■ Provided data ■
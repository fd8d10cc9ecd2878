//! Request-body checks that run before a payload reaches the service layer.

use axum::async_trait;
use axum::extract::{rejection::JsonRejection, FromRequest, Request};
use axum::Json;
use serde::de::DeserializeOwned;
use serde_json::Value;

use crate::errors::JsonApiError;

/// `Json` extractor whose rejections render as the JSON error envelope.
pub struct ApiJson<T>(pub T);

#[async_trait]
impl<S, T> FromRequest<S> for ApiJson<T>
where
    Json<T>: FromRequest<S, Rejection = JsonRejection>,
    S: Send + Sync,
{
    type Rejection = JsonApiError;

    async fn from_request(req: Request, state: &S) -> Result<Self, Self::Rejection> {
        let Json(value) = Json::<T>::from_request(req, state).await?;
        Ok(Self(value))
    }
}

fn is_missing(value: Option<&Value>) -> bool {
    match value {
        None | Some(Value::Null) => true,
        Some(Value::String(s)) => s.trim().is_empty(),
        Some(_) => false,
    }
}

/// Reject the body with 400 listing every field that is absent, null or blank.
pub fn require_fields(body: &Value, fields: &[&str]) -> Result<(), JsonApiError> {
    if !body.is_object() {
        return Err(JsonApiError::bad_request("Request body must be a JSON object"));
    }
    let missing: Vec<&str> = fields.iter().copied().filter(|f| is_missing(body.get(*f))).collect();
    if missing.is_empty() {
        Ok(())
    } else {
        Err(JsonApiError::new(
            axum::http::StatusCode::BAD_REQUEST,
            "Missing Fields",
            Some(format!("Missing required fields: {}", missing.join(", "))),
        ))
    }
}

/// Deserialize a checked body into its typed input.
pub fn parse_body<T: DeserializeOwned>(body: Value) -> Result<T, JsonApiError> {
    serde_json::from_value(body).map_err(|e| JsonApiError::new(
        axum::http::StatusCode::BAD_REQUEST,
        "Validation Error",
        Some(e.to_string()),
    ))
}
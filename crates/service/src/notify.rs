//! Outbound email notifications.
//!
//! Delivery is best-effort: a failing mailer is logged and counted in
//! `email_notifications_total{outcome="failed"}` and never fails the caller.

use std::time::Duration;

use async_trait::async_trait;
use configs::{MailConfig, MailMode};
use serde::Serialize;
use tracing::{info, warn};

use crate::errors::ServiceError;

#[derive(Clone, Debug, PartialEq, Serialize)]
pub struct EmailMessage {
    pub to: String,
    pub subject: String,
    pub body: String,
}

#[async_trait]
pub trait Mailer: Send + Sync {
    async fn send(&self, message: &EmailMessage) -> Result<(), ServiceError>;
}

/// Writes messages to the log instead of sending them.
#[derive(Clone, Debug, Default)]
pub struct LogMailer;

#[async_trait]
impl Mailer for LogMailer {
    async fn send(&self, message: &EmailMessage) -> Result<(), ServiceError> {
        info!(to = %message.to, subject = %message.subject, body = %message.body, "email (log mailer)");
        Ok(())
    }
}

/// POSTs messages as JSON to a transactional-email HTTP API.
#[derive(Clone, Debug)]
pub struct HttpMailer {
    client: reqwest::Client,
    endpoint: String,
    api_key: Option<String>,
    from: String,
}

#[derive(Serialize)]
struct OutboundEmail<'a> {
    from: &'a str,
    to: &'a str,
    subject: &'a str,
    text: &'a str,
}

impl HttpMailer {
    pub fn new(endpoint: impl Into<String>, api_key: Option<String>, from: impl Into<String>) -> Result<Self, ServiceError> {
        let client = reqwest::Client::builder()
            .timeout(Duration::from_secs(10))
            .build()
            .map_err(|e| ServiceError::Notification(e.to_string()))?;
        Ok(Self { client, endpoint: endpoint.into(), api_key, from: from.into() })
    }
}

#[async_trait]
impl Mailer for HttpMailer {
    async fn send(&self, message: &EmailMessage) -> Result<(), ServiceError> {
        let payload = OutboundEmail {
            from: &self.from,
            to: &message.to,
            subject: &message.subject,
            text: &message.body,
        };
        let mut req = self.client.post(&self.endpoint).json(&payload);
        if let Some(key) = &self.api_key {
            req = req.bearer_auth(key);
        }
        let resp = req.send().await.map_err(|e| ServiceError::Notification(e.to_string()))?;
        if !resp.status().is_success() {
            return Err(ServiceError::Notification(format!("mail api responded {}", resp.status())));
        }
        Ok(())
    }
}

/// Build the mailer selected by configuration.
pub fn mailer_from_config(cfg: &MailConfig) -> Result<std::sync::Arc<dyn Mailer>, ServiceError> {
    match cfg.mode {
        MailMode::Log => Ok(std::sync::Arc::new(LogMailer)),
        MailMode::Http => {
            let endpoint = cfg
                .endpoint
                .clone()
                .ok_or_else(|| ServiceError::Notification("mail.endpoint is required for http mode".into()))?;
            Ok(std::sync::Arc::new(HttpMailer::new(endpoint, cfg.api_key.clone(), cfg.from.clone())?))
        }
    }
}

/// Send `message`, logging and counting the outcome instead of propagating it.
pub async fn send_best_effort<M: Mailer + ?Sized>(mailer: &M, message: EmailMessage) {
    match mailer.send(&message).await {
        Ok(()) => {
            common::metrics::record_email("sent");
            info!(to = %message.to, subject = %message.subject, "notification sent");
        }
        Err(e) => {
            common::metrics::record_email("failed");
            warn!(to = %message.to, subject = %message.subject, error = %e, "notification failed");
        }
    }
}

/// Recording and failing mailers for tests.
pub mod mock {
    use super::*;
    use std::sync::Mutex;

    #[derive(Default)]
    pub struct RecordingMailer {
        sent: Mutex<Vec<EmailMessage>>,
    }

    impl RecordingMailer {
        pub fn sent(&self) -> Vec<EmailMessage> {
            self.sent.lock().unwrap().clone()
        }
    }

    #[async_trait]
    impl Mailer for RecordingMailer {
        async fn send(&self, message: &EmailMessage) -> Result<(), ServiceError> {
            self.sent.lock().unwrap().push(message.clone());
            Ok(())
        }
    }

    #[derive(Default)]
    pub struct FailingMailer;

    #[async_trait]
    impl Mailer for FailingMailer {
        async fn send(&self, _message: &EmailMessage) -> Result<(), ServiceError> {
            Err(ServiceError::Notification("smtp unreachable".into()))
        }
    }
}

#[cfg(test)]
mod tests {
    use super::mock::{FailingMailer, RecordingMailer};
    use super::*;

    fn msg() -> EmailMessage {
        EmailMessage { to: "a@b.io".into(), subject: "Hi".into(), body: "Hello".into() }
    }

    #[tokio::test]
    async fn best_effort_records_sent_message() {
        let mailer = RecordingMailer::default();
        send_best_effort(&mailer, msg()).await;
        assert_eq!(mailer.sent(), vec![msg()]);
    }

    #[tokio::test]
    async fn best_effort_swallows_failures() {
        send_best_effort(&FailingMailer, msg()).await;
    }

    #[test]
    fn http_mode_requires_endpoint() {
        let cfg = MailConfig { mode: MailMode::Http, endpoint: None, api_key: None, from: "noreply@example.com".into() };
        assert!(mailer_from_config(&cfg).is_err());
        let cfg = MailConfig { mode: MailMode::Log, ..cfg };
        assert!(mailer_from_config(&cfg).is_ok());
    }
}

■ Problem statement ■
Scan the records above for the string "metrics", and copy every line where it turns up.

■ Solution for this exercise ■
            common::metrics::record_email("sent");
            common::metrics::record_email("failed");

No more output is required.